Personal information
- Full name: Charles Stewart
- Born: 19 March 1939 (age 87)
- Died: 29 October 2024
- Original teams: Essendon reserves, Lemnos
- Height: 178 cm (5 ft 10 in)
- Weight: 75 kg (165 lb)
- Position: Wingman

Playing career
- Years: Club / Games (Goals)
- 1957: Essendon / 0 (0)
- 1961: Footscray / 20 (4)

= Charlie Stewart (footballer, born 1939) =

Australian rules footballer and coach

Charles Stewart (born 19 March 1939; deceased 29 October 2024) was an Australian rules football player and coach. He is most notable for playing for Footscray in the Victorian Football League.

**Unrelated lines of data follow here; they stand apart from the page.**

//! Best-effort calls whose failure must not change a run's outcome
//!
//! The merge controller uses these for write-behind persistence of merge
//! records and for tearing down test sandboxes. Gate evaluation, generation
//! and applying an approved change set must propagate their errors instead.

use std::future::Future;
use std::time::Duration;
use tracing::warn;

use crate::Result;

/// Delay added per failed attempt in [`fail_open_with_retries`]
pub const RETRY_STEP: Duration = Duration::from_millis(100);

/// Run `f` once; a failure is logged and turned into `None`
///
/// ```no_run
/// use hive_core::fail_open::fail_open;
/// use hive_core::Result;
///
/// async fn persist_status() -> Result<()> {
///     Ok(())
/// }
///
/// # async fn run() {
/// let stored = fail_open("merge_store", persist_status).await;
/// assert!(stored.is_some());
/// # }
/// ```
pub async fn fail_open<F, Fut, T>(operation: &str, f: F) -> Option<T>
where
    F: FnOnce() -> Fut,
    Fut: Future<Output = Result<T>>,
{
    f().await
        .map_err(|e| warn!("{} failed, continuing: {}", operation, e))
        .ok()
}

/// Run `f` up to `attempts` times, sleeping `RETRY_STEP * n` after the nth
/// failure; gives up with `None` once every attempt has failed
///
/// At least one attempt is always made.
pub async fn fail_open_with_retries<F, Fut, T>(
    operation: &str,
    mut f: F,
    attempts: usize,
) -> Option<T>
where
    F: FnMut() -> Fut,
    Fut: Future<Output = Result<T>>,
{
    let attempts = attempts.max(1);
    let mut attempt = 0;

    loop {
        attempt += 1;
        let err = match f().await {
            Ok(value) => return Some(value),
            Err(e) => e,
        };

        if attempt >= attempts {
            warn!(
                "{} gave up after {} attempt(s), continuing: {}",
                operation, attempts, err
            );
            return None;
        }
        warn!("{} attempt {}/{} failed: {}", operation, attempt, attempts, err);
        tokio::time::sleep(RETRY_STEP * attempt as u32).await;
    }
}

Stewart was of Indigenous Australian descent.

==Playing career==
Charlie Stewart played with the Nathalia Football Club from 1955 to 1957.

Stewart played reserve grade for Essendon in 1957 before a stint with Lemnos.

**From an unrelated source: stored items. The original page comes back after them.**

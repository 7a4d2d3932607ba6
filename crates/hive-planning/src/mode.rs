//! Build mode selection
//!
//! Chooses a sandbox topology for a run from its complexity metrics. Most runs
//! land in a single sandbox; large plans and long runs on paid tiers fan out
//! to several sandboxes sharing context over a pub/sub channel; tournament
//! runs get one sandbox per competing implementation.

use serde::{Deserialize, Serialize};
use tracing::debug;

/// Upper bound on sandboxes for any run
pub const MAX_SANDBOXES: usize = 10;

/// Agents above this count per run trigger a validation warning
pub const MAX_RECOMMENDED_AGENTS: usize = 10;

/// Sandbox topology
#[derive(Debug, Clone, Copy, PartialEq, Eq, Hash, Serialize, Deserialize)]
#[serde(rename_all = "kebab-case")]
pub enum BuildMode {
    SingleSandbox,
    MultiSandbox,
    Tournament,
}

impl std::fmt::Display for BuildMode {
    fn fmt(&self, f: &mut std::fmt::Formatter<'_>) -> std::fmt::Result {
        match self {
            Self::SingleSandbox => write!(f, "single-sandbox"),
            Self::MultiSandbox => write!(f, "multi-sandbox"),
            Self::Tournament => write!(f, "tournament"),
        }
    }
}

impl std::str::FromStr for BuildMode {
    type Err = String;

    fn from_str(s: &str) -> Result<Self, Self::Err> {
        match s.to_lowercase().as_str() {
            "single-sandbox" | "single" => Ok(Self::SingleSandbox),
            "multi-sandbox" | "multi" => Ok(Self::MultiSandbox),
            "tournament" => Ok(Self::Tournament),
            _ => Err(format!("Invalid build mode: {}", s)),
        }
    }
}

/// How agents share context
#[derive(Debug, Clone, Copy, PartialEq, Eq, Hash, Serialize, Deserialize)]
#[serde(rename_all = "kebab-case")]
pub enum ContextStrategy {
    /// In-process memory, only reachable inside one sandbox
    LocalMemory,
    /// Pub/sub channel spanning sandboxes
    RedisPubsub,
}

impl std::fmt::Display for ContextStrategy {
    fn fmt(&self, f: &mut std::fmt::Formatter<'_>) -> std::fmt::Result {
        match self {
            Self::LocalMemory => write!(f, "local-memory"),
            Self::RedisPubsub => write!(f, "redis-pubsub"),
        }
    }
}

/// How tasks are spread over sandboxes
#[derive(Debug, Clone, Copy, PartialEq, Eq, Hash, Serialize, Deserialize)]
#[serde(rename_all = "kebab-case")]
pub enum TaskDistribution {
    AllInOne,
    ByPhase,
    ByFeature,
    /// Every sandbox builds the whole plan; the best result wins
    Competitive,
}

/// Recovery behavior when a sandbox fails
#[derive(Debug, Clone, Copy, PartialEq, Eq, Hash, Serialize, Deserialize)]
#[serde(rename_all = "lowercase")]
pub enum FaultTolerance {
    Retry,
    Failover,
    Redundant,
}

/// Account tier of the user starting the run
#[derive(Debug, Clone, Copy, Default, PartialEq, Eq, Hash, Serialize, Deserialize)]
#[serde(rename_all = "lowercase")]
pub enum UserTier {
    #[default]
    Free,
    Pro,
    Team,
    Enterprise,
}

impl std::fmt::Display for UserTier {
    fn fmt(&self, f: &mut std::fmt::Formatter<'_>) -> std::fmt::Result {
        match self {
            Self::Free => write!(f, "free"),
            Self::Pro => write!(f, "pro"),
            Self::Team => write!(f, "team"),
            Self::Enterprise => write!(f, "enterprise"),
        }
    }
}

impl std::str::FromStr for UserTier {
    type Err = String;

    fn from_str(s: &str) -> Result<Self, Self::Err> {
        match s.to_lowercase().as_str() {
            "free" => Ok(Self::Free),
            "pro" => Ok(Self::Pro),
            "team" => Ok(Self::Team),
            "enterprise" => Ok(Self::Enterprise),
            _ => Err(format!("Invalid user tier: {}", s)),
        }
    }
}

/// Read-only input to mode selection
#[derive(Debug, Clone, PartialEq, Serialize, Deserialize)]
pub struct BuildComplexityMetrics {
    pub task_count: usize,
    pub feature_count: usize,
    pub estimated_duration_minutes: f64,
    #[serde(default)]
    pub has_visual_intents: bool,
    #[serde(default)]
    pub has_tournament_mode: bool,
    #[serde(default)]
    pub user_tier: UserTier,
}

impl BuildComplexityMetrics {
    pub fn new(task_count: usize, feature_count: usize, estimated_duration_minutes: f64) -> Self {
        Self {
            task_count,
            feature_count,
            estimated_duration_minutes,
            has_visual_intents: false,
            has_tournament_mode: false,
            user_tier: UserTier::Free,
        }
    }

    pub fn with_tier(mut self, tier: UserTier) -> Self {
        self.user_tier = tier;
        self
    }

    pub fn with_tournament(mut self, tournament: bool) -> Self {
        self.has_tournament_mode = tournament;
        self
    }

    pub fn with_visual_intents(mut self, visual: bool) -> Self {
        self.has_visual_intents = visual;
        self
    }
}

/// Selected topology for a run
#[derive(Debug, Clone, PartialEq, Eq, Serialize, Deserialize)]
pub struct BuildModeConfig {
    pub mode: BuildMode,
    pub max_agents: usize,
    pub sandbox_count: usize,
    pub context_strategy: ContextStrategy,
    pub use_shared_volume: bool,
    pub use_memory_snapshots: bool,
    pub task_distribution: TaskDistribution,
    pub fault_tolerance: FaultTolerance,
}

impl BuildModeConfig {
    /// One sandbox, agents share in-process memory
    pub fn single_sandbox() -> Self {
        Self {
            mode: BuildMode::SingleSandbox,
            max_agents: 5,
            sandbox_count: 1,
            context_strategy: ContextStrategy::LocalMemory,
            use_shared_volume: false,
            use_memory_snapshots: false,
            task_distribution: TaskDistribution::AllInOne,
            fault_tolerance: FaultTolerance::Retry,
        }
    }

    /// Several sandboxes splitting the plan by phase
    pub fn multi_sandbox(sandbox_count: usize) -> Self {
        Self {
            mode: BuildMode::MultiSandbox,
            max_agents: 10,
            sandbox_count,
            context_strategy: ContextStrategy::RedisPubsub,
            use_shared_volume: true,
            use_memory_snapshots: false,
            task_distribution: TaskDistribution::ByPhase,
            fault_tolerance: FaultTolerance::Failover,
        }
    }

    /// One sandbox per competing implementation
    pub fn tournament(competitors: usize) -> Self {
        Self {
            mode: BuildMode::Tournament,
            max_agents: competitors,
            sandbox_count: competitors,
            context_strategy: ContextStrategy::RedisPubsub,
            use_shared_volume: true,
            use_memory_snapshots: false,
            task_distribution: TaskDistribution::Competitive,
            fault_tolerance: FaultTolerance::Redundant,
        }
    }

    pub fn with_memory_snapshots(mut self, enabled: bool) -> Self {
        self.use_memory_snapshots = enabled;
        self
    }

    pub fn is_parallel(&self) -> bool {
        self.mode != BuildMode::SingleSandbox
    }
}

/// Choose a topology; the first matching rule wins
pub fn determine_build_mode(metrics: &BuildComplexityMetrics) -> BuildModeConfig {
    let (config, reason) = if metrics.has_tournament_mode {
        let competitors = if metrics.user_tier == UserTier::Enterprise {
            5
        } else {
            3
        };
        (BuildModeConfig::tournament(competitors), "tournament requested")
    } else if metrics.feature_count >= 100 || metrics.task_count >= 50 {
        let sandboxes = metrics.task_count.div_ceil(10).clamp(1, MAX_SANDBOXES);
        (BuildModeConfig::multi_sandbox(sandboxes), "large plan")
    } else if metrics.estimated_duration_minutes >= 30.0 && metrics.user_tier != UserTier::Free {
        (BuildModeConfig::multi_sandbox(3), "long run on paid tier")
    } else {
        (BuildModeConfig::single_sandbox(), "default")
    };

    let config = config.with_memory_snapshots(metrics.has_visual_intents);

    debug!(
        "Selected {} with {} sandbox(es) ({}): tasks={} features={} minutes={:.1} tier={}",
        config.mode,
        config.sandbox_count,
        reason,
        metrics.task_count,
        metrics.feature_count,
        metrics.estimated_duration_minutes,
        metrics.user_tier
    );

    config
}

/// Outcome of [`validate_build_mode_config`]
#[derive(Debug, Clone, Default, PartialEq, Eq, Serialize, Deserialize)]
pub struct ConfigValidation {
    pub valid: bool,
    pub errors: Vec<String>,
    pub warnings: Vec<String>,
}

/// Check a config before starting a run
///
/// Problems are reported, never raised, so the caller can fix and retry.
pub fn validate_build_mode_config(config: &BuildModeConfig) -> ConfigValidation {
    let mut errors = Vec::new();
    let mut warnings = Vec::new();

    if !(1..=MAX_SANDBOXES).contains(&config.sandbox_count) {
        errors.push(format!(
            "sandbox_count must be between 1 and {} (got {})",
            MAX_SANDBOXES, config.sandbox_count
        ));
    }

    match config.mode {
        BuildMode::MultiSandbox if config.context_strategy != ContextStrategy::RedisPubsub => {
            errors.push(format!(
                "multi-sandbox mode requires redis-pubsub context (got {})",
                config.context_strategy
            ));
        }
        BuildMode::Tournament if config.sandbox_count < 2 => {
            errors.push(format!(
                "tournament mode requires at least 2 sandboxes (got {})",
                config.sandbox_count
            ));
        }
        BuildMode::SingleSandbox if config.context_strategy == ContextStrategy::RedisPubsub => {
            warnings.push(
                "single-sandbox mode with redis-pubsub context adds overhead; local-memory is sufficient"
                    .to_string(),
            );
        }
        _ => {}
    }

    if config.max_agents > MAX_RECOMMENDED_AGENTS {
        warnings.push(format!(
            "max_agents {} exceeds recommended maximum of {}",
            config.max_agents, MAX_RECOMMENDED_AGENTS
        ));
    }

    ConfigValidation {
        valid: errors.is_empty(),
        errors,
        warnings,
    }
}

In April 1961, Stewart was cleared by Essendon to Footscray. He played 20 matches in the 1961 VFL season. He was a reserve player in the Footscray team that lost the 1961 VFL Grand Final. He was released by Footscray in April 1962.

==Coaching career==
Stewart won the 1963 Goulburn Valley League's best and fairest award, the Morrison Medal and was the playing coach of Victorian country team Kyabram until the end of the 1966 season. For the 1967 season he moved to Stanhope where he continued as a playing coach.

==Honours==
On 26 May 2014, the Western Bulldogs designed an Indigenous guernsey that features the names of all 18 indigenous players that have represented the club in senior VFL/AFL competition. It was worn against Fremantle at their home Indigenous round match on 1 June 2014. Stewart was one of the 18 players recognised.

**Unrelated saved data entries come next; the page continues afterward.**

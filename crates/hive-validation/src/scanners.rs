//! Static scanners used by the merge gates
//!
//! - build blockers: type-check suppressions and `any` in TypeScript
//! - intent anti-patterns: phrases an intent contract forbids
//! - UI styling: components that render markup without any styling

use hive_core::IntentContract;
use regex::Regex;
use std::sync::OnceLock;

use crate::rules::any_type_rule;

fn extension(path: &str) -> String {
    path.rsplit_once('.')
        .map(|(_, ext)| ext.to_lowercase())
        .unwrap_or_default()
}

fn is_typescript_path(path: &str) -> bool {
    matches!(extension(path).as_str(), "ts" | "tsx" | "mts" | "cts")
}

fn is_script_path(path: &str) -> bool {
    is_typescript_path(path) || matches!(extension(path).as_str(), "js" | "jsx" | "mjs" | "cjs")
}

fn line_of(content: &str, offset: usize) -> usize {
    content[..offset].matches('\n').count() + 1
}

fn suppression_patterns() -> &'static [(&'static str, Regex)] {
    static PATTERNS: OnceLock<Vec<(&'static str, Regex)>> = OnceLock::new();
    PATTERNS.get_or_init(|| {
        [
            ("@ts-ignore suppression", r"@ts-ignore\b"),
            ("@ts-nocheck suppression", r"@ts-nocheck\b"),
            ("file-wide eslint-disable", r"/\*\s*eslint-disable\s*\*/"),
        ]
        .into_iter()
        .filter_map(|(label, pattern)| Regex::new(pattern).ok().map(|re| (label, re)))
        .collect()
    })
}

/// Find constructs that would be rejected by the project's type check
///
/// Returns one message per finding kind per file, e.g.
/// `"src/a.ts: @ts-ignore suppression (line 4)"`. Non-script files are skipped.
pub fn scan_build_blockers(path: &str, content: &str) -> Vec<String> {
    if !is_script_path(path) {
        return Vec::new();
    }

    let mut findings: Vec<String> = suppression_patterns()
        .iter()
        .filter_map(|(label, re)| {
            re.find(content)
                .map(|m| format!("{}: {} (line {})", path, label, line_of(content, m.start())))
        })
        .collect();

    if is_typescript_path(path) {
        if let Some(offset) = any_type_rule().first_match(content) {
            findings.push(format!(
                "{}: untyped 'any' (line {})",
                path,
                line_of(content, offset)
            ));
        }
    }

    findings
}

/// Find contract anti-patterns present in any file (case-insensitive)
pub fn scan_anti_patterns<'a, I>(contract: &IntentContract, files: I) -> Vec<String>
where
    I: IntoIterator<Item = (&'a str, &'a str)>,
{
    let patterns: Vec<(String, &str)> = contract
        .anti_patterns
        .iter()
        .map(|p| p.trim())
        .filter(|p| !p.is_empty())
        .map(|p| (p.to_lowercase(), p))
        .collect();

    if patterns.is_empty() {
        return Vec::new();
    }

    let mut findings = Vec::new();
    for (path, content) in files {
        let haystack = content.to_lowercase();
        for (needle, original) in &patterns {
            if haystack.contains(needle.as_str()) {
                findings.push(format!("{}: contains anti-pattern '{}'", path, original));
            }
        }
    }
    findings
}

fn jsx_element() -> &'static Regex {
    static RE: OnceLock<Regex> = OnceLock::new();
    RE.get_or_init(|| {
        Regex::new(r"<[A-Za-z][\w.]*(?:\s[^<>]*)?/?>").unwrap_or_else(|e| panic!("jsx: {}", e))
    })
}

const STYLE_MARKERS: &[&str] = &[
    "className=",
    "style=",
    "styled.",
    "styled(",
    "css`",
    "tw`",
    "sx=",
    ".css'",
    ".css\"",
    "@apply",
];

fn is_test_path(path: &str) -> bool {
    let lower = path.to_lowercase();
    lower.contains(".test.") || lower.contains(".spec.") || lower.contains("__tests__/")
}

/// Whether a file is a UI component that renders markup without styling
pub fn is_unstyled_component(path: &str, content: &str) -> bool {
    if !matches!(extension(path).as_str(), "tsx" | "jsx") || is_test_path(path) {
        return false;
    }
    if !jsx_element().is_match(content) {
        return false;
    }
    !STYLE_MARKERS.iter().any(|marker| content.contains(marker))
}

/// Paths of UI components without styling
pub fn find_unstyled_components<'a, I>(files: I) -> Vec<String>
where
    I: IntoIterator<Item = (&'a str, &'a str)>,
{
    files
        .into_iter()
        .filter(|(path, content)| is_unstyled_component(path, content))
        .map(|(path, _)| path.to_string())
        .collect()
}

At the conclusion of the 1961 Grand Final, the players from opposing sides swapped jumpers. Stewart traded jumpers with his opposing wingman, Hawthorn's John Fisher. In 2012, Stewart was cleaning out his house and found Fisher's old jumper in a box. He donated the guernsey to the Hawthorn Football Club museum who said it was a "wonderful gesture" and described the jumper as being "in mint condition".